[Opening Source data section]
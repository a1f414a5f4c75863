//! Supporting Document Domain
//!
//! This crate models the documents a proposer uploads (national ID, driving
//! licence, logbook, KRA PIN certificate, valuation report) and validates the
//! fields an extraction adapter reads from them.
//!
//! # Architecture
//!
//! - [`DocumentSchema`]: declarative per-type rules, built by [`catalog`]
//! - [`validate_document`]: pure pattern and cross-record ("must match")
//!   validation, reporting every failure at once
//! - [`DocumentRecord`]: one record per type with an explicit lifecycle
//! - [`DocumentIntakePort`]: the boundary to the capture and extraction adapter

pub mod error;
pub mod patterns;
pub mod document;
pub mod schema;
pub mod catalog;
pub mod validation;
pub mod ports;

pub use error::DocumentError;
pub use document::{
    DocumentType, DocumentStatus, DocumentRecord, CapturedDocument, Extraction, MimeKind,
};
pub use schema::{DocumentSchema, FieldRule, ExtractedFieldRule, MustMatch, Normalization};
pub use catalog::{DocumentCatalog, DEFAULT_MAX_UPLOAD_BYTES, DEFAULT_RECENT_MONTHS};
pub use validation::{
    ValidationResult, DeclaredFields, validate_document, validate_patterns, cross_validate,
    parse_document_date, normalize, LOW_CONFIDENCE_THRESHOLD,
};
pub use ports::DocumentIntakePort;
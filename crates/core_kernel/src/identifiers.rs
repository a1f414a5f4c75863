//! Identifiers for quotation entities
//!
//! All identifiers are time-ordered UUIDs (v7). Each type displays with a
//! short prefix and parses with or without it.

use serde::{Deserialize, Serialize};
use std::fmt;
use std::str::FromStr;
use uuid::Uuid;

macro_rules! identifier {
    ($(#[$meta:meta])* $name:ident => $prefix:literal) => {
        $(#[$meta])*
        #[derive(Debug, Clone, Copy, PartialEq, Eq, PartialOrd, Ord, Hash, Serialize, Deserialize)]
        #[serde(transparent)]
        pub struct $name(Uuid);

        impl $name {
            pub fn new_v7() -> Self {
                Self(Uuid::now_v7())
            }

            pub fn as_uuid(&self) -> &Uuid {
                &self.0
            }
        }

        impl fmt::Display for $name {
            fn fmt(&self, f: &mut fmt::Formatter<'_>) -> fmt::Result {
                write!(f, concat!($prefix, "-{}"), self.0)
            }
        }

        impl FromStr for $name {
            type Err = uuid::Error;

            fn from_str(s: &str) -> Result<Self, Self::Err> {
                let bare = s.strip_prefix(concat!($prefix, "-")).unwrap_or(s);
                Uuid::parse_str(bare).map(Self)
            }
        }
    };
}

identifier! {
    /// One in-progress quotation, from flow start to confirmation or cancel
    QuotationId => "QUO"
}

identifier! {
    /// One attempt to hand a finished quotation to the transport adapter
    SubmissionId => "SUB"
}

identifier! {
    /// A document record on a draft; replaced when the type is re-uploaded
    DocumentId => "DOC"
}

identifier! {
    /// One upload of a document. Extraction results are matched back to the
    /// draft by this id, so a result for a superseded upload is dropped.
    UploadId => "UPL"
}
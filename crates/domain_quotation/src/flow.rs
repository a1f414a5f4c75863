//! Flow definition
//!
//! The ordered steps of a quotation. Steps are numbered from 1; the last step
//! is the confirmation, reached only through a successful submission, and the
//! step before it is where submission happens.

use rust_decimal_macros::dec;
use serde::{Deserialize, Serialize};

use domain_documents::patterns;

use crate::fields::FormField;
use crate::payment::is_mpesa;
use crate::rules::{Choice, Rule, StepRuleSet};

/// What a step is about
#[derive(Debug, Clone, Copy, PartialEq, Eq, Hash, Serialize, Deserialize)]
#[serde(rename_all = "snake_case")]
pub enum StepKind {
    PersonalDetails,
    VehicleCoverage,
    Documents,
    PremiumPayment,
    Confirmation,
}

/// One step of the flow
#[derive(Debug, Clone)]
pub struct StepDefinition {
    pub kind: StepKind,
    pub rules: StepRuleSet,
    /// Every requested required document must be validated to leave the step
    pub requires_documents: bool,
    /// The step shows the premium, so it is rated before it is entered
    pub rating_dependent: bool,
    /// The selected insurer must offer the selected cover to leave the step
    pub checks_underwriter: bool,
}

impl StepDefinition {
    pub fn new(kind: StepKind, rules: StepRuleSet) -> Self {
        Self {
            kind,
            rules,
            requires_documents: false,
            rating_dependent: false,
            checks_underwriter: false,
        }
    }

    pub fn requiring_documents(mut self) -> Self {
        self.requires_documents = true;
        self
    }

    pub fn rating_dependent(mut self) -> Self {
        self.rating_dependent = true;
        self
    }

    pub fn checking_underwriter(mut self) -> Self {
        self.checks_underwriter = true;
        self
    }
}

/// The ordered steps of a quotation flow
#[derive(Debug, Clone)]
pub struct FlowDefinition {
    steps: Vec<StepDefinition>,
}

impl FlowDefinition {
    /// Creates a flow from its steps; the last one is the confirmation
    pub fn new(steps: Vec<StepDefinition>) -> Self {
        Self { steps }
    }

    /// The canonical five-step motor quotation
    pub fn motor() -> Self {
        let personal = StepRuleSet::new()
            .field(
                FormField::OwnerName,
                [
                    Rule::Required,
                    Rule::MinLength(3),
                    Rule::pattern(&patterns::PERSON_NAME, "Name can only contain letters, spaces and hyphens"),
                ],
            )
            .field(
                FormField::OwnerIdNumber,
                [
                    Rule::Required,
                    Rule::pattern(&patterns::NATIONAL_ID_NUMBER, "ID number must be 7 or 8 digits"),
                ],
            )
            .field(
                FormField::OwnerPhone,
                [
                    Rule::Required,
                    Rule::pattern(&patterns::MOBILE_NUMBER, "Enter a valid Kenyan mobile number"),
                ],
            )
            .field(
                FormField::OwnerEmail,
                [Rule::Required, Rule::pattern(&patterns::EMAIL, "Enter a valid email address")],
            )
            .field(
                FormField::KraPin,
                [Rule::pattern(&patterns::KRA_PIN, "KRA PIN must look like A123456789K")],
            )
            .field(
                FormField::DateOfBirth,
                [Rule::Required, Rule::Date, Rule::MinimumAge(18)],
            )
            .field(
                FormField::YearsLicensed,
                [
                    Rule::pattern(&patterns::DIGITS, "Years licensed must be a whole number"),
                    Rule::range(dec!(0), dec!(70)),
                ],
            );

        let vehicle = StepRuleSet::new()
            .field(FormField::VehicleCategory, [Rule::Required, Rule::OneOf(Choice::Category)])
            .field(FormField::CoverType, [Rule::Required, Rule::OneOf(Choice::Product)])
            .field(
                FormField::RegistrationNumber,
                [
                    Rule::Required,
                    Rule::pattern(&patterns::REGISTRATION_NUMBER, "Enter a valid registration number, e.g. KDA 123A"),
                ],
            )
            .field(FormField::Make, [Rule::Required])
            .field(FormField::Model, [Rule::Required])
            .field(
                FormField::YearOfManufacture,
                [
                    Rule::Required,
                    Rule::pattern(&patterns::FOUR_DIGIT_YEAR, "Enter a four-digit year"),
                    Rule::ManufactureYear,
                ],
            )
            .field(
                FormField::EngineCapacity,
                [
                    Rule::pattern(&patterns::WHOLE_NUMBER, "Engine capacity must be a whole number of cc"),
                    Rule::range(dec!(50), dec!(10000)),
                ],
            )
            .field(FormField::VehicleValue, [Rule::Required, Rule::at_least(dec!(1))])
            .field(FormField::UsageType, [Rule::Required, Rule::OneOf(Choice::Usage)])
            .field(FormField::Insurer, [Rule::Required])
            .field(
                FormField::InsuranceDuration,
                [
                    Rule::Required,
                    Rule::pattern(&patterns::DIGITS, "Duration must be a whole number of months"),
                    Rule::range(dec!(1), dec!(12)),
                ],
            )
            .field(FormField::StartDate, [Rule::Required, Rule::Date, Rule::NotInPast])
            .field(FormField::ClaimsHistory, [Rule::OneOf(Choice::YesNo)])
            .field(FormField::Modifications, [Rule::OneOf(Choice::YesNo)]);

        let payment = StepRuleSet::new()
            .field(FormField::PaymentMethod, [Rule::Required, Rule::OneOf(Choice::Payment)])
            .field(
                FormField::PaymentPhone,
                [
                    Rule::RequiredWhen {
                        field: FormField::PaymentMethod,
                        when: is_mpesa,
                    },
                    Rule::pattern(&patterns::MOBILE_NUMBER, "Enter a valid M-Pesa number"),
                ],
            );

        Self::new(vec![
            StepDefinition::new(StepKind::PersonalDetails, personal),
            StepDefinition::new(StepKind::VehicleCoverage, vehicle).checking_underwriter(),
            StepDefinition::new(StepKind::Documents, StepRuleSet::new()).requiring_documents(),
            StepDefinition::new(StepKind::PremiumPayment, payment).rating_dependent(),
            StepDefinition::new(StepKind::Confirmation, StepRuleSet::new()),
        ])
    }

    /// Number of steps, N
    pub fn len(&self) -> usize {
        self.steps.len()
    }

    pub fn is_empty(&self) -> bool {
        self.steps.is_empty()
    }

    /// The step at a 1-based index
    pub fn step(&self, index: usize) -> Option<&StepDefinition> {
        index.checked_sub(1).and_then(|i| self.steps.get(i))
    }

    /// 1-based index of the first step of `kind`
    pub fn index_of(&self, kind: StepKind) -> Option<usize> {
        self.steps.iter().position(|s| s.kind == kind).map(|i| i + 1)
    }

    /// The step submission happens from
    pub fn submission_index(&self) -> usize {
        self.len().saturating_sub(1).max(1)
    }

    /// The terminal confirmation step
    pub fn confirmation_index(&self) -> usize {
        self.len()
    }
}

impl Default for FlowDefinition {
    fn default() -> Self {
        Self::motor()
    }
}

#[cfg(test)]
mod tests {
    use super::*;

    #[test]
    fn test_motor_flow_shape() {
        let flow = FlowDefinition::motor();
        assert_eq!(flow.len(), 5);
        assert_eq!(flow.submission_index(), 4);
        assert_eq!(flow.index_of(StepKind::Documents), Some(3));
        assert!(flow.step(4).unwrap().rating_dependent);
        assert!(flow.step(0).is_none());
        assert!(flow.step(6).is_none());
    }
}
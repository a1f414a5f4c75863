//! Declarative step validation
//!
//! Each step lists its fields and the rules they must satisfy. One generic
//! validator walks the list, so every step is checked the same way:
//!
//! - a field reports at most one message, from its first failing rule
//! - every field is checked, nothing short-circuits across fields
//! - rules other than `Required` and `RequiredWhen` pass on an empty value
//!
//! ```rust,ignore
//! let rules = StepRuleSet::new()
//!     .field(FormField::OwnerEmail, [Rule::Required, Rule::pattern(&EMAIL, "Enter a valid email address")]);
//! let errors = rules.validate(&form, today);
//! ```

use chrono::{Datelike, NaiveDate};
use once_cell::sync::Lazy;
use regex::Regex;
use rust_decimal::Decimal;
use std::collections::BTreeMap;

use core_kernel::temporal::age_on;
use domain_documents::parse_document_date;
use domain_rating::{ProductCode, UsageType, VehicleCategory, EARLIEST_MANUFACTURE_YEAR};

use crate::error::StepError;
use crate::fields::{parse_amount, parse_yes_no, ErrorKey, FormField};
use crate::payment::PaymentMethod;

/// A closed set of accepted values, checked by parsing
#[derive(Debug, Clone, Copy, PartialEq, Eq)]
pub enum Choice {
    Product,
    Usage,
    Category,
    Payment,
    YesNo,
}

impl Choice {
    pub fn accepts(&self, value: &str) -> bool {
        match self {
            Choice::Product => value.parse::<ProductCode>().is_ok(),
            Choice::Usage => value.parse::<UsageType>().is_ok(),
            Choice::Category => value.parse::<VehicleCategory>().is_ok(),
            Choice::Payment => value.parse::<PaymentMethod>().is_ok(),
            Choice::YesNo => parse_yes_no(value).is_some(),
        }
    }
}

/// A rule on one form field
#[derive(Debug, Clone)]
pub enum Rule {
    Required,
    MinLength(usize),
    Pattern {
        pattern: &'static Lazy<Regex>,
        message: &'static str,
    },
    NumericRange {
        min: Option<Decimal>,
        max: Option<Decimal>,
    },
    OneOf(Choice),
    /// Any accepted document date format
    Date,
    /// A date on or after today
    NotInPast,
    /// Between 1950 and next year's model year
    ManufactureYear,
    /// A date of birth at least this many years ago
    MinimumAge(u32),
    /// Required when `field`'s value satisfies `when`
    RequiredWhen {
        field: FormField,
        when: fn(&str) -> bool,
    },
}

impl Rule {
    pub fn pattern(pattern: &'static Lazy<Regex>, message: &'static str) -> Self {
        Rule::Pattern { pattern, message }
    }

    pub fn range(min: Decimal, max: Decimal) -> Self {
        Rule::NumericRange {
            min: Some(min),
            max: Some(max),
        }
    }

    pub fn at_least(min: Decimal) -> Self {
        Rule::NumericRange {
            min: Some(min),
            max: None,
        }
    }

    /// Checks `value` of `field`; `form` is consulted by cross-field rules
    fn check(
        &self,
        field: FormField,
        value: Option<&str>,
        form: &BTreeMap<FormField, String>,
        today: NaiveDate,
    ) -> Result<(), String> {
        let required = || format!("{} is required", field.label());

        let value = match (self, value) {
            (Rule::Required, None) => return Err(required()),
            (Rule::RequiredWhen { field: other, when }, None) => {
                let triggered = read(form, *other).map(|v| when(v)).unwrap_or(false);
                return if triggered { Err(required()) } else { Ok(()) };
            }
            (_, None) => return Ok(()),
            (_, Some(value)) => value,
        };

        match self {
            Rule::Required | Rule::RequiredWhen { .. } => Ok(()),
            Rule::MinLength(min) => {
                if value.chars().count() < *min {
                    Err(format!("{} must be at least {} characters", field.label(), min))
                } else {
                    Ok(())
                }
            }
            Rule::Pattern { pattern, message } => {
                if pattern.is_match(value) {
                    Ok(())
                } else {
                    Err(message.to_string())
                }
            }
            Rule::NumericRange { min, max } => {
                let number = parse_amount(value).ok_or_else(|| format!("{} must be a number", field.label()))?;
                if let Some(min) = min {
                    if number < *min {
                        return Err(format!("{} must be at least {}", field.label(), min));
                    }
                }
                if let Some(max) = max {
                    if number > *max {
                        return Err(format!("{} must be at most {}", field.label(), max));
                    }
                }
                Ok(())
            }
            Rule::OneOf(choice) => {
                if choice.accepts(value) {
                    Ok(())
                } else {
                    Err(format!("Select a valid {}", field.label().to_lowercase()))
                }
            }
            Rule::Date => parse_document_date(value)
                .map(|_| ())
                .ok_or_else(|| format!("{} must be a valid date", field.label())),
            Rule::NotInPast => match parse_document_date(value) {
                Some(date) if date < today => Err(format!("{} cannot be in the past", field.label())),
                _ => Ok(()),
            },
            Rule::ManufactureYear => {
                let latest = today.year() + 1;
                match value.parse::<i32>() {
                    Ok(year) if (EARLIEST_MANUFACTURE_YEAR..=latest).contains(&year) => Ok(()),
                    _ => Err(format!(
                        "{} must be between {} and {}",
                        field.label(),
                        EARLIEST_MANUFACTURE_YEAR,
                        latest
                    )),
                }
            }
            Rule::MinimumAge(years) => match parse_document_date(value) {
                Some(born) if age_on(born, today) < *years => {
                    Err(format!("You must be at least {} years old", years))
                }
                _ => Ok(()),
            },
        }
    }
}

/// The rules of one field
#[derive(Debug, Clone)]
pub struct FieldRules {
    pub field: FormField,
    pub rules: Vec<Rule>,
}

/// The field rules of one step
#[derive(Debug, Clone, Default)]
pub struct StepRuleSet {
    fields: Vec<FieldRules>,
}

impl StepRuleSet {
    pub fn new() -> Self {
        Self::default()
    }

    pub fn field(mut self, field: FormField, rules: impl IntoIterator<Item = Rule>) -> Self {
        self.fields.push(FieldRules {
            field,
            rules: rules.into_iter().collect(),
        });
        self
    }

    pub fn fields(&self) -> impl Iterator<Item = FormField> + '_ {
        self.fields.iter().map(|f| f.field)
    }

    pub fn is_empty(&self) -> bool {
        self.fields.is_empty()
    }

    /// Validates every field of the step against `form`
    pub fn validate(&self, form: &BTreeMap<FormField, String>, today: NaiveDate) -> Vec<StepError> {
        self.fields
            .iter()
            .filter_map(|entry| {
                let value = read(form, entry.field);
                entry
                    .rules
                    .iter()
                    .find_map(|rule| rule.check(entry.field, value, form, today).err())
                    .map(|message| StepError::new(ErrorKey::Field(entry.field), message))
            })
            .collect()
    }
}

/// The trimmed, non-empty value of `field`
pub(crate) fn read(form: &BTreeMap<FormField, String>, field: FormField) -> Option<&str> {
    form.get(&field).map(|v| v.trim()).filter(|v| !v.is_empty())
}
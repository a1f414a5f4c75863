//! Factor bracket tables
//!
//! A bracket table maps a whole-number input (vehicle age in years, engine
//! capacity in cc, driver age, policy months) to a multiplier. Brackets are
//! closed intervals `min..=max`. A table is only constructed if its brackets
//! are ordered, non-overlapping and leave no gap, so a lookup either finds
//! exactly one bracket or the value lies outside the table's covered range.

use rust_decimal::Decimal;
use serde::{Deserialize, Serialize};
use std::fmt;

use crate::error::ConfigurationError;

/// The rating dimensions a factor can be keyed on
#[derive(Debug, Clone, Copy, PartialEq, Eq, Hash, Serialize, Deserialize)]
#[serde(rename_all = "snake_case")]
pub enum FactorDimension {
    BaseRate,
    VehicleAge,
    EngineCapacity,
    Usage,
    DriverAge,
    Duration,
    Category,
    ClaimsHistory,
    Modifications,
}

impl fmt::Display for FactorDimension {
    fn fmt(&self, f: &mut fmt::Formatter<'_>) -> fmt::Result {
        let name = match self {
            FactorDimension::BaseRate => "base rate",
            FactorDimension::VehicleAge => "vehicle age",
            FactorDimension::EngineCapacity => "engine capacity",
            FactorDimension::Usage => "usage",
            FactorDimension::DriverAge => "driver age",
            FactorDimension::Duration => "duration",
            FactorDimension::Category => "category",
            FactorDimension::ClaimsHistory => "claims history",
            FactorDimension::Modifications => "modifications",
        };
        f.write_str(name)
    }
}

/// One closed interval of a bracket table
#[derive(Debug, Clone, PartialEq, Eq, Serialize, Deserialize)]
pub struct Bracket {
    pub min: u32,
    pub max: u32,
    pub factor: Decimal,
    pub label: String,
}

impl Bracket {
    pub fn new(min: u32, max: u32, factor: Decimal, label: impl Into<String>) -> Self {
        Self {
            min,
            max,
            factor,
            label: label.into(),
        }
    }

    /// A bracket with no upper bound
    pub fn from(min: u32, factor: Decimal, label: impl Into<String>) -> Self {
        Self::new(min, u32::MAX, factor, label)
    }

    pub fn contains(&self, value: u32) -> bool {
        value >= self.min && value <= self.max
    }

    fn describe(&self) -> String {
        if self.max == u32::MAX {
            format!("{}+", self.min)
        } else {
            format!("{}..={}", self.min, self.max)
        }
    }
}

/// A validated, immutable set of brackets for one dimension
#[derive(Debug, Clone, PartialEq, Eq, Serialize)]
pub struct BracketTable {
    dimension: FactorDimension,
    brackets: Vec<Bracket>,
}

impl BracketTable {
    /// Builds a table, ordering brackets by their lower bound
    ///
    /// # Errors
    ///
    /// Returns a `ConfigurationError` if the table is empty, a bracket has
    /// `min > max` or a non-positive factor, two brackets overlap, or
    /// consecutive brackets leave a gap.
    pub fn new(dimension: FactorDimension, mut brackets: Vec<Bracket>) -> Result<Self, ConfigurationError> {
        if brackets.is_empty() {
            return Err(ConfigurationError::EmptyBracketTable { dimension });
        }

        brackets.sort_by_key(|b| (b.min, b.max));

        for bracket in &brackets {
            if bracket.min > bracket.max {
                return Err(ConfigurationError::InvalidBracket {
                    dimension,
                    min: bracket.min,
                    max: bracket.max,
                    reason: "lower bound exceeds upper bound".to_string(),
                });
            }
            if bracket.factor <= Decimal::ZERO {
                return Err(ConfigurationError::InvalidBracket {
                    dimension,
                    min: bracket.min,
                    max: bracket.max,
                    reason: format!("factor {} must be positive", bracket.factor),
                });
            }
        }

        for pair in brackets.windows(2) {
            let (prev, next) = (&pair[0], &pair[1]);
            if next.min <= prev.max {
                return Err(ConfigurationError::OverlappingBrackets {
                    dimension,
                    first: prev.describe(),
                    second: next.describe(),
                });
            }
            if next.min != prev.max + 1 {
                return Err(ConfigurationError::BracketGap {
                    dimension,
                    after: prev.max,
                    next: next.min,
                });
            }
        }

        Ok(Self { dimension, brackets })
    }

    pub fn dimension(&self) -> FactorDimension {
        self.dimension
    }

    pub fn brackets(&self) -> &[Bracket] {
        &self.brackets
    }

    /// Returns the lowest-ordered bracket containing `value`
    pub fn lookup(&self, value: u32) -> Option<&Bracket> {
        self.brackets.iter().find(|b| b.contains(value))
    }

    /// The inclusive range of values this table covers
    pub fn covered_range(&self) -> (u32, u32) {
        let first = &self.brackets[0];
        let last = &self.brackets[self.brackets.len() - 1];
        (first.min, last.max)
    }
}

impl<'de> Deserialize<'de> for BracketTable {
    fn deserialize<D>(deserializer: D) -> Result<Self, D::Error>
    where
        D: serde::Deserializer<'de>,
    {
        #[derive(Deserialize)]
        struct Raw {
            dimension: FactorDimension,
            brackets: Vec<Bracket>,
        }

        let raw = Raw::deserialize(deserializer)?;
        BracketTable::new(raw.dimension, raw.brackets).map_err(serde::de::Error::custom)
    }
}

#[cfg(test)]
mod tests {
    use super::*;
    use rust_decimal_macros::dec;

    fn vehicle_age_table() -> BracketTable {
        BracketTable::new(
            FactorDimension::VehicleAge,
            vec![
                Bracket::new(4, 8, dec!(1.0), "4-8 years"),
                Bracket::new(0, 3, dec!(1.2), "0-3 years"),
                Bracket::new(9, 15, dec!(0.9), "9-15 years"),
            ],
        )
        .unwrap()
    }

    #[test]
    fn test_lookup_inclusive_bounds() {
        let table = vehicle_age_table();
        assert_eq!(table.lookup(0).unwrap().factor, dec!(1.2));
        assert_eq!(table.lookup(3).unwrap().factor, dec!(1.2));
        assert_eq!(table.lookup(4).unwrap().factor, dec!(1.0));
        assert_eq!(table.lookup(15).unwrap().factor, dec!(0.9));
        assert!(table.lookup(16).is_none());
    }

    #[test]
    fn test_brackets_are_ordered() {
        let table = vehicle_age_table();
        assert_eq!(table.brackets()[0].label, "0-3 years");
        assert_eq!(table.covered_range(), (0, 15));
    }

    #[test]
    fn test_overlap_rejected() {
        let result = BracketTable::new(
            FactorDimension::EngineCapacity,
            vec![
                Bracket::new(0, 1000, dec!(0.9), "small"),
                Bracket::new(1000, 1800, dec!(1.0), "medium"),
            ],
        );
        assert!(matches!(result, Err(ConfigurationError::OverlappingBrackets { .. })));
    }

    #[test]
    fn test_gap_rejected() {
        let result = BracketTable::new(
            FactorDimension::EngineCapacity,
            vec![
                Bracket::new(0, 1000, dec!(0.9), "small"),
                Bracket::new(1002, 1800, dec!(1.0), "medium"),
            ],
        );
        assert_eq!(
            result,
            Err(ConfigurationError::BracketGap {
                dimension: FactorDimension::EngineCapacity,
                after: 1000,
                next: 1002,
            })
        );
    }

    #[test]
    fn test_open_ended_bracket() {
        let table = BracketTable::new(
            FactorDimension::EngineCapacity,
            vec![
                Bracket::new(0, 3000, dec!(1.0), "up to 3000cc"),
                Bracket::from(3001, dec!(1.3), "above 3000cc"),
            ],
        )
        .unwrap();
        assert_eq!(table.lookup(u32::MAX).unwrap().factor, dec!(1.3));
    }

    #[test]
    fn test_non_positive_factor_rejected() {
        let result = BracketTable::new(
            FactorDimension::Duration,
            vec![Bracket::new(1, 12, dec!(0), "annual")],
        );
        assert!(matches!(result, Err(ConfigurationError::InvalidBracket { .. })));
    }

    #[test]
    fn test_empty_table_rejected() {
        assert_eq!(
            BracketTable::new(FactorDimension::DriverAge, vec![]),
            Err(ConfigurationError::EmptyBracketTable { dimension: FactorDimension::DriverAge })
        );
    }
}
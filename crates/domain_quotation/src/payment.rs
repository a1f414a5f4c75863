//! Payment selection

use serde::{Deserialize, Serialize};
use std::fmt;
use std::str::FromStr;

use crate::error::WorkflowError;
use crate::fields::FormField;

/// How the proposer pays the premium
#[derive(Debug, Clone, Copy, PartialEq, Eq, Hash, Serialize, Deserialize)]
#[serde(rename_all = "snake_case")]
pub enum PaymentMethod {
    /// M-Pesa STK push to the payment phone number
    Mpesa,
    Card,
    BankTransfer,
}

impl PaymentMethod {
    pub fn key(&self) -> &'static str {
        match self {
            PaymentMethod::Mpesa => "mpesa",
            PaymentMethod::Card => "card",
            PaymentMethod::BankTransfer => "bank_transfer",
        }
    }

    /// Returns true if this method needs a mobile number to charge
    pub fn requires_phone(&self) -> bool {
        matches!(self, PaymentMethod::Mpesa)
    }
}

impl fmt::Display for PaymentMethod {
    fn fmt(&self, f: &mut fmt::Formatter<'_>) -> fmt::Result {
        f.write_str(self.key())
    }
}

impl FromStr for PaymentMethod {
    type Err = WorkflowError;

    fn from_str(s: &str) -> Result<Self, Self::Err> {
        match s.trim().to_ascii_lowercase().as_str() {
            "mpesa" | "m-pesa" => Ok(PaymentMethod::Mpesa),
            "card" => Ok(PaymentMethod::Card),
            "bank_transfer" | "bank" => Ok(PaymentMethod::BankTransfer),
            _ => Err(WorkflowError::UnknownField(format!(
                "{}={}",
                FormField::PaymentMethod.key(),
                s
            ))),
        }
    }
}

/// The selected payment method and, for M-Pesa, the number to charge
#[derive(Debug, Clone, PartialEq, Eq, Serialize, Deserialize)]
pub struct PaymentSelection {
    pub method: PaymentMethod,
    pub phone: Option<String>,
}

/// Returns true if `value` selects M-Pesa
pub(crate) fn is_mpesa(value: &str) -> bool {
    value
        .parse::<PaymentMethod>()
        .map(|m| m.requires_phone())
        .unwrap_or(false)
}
[Closing Source data section]
● **Task to complete**:
Once a line of the records is found to contain "accepted", copy it out.

● **Answer box**:
/// A closed set of accepted values, checked by parsing
    /// Any accepted document date format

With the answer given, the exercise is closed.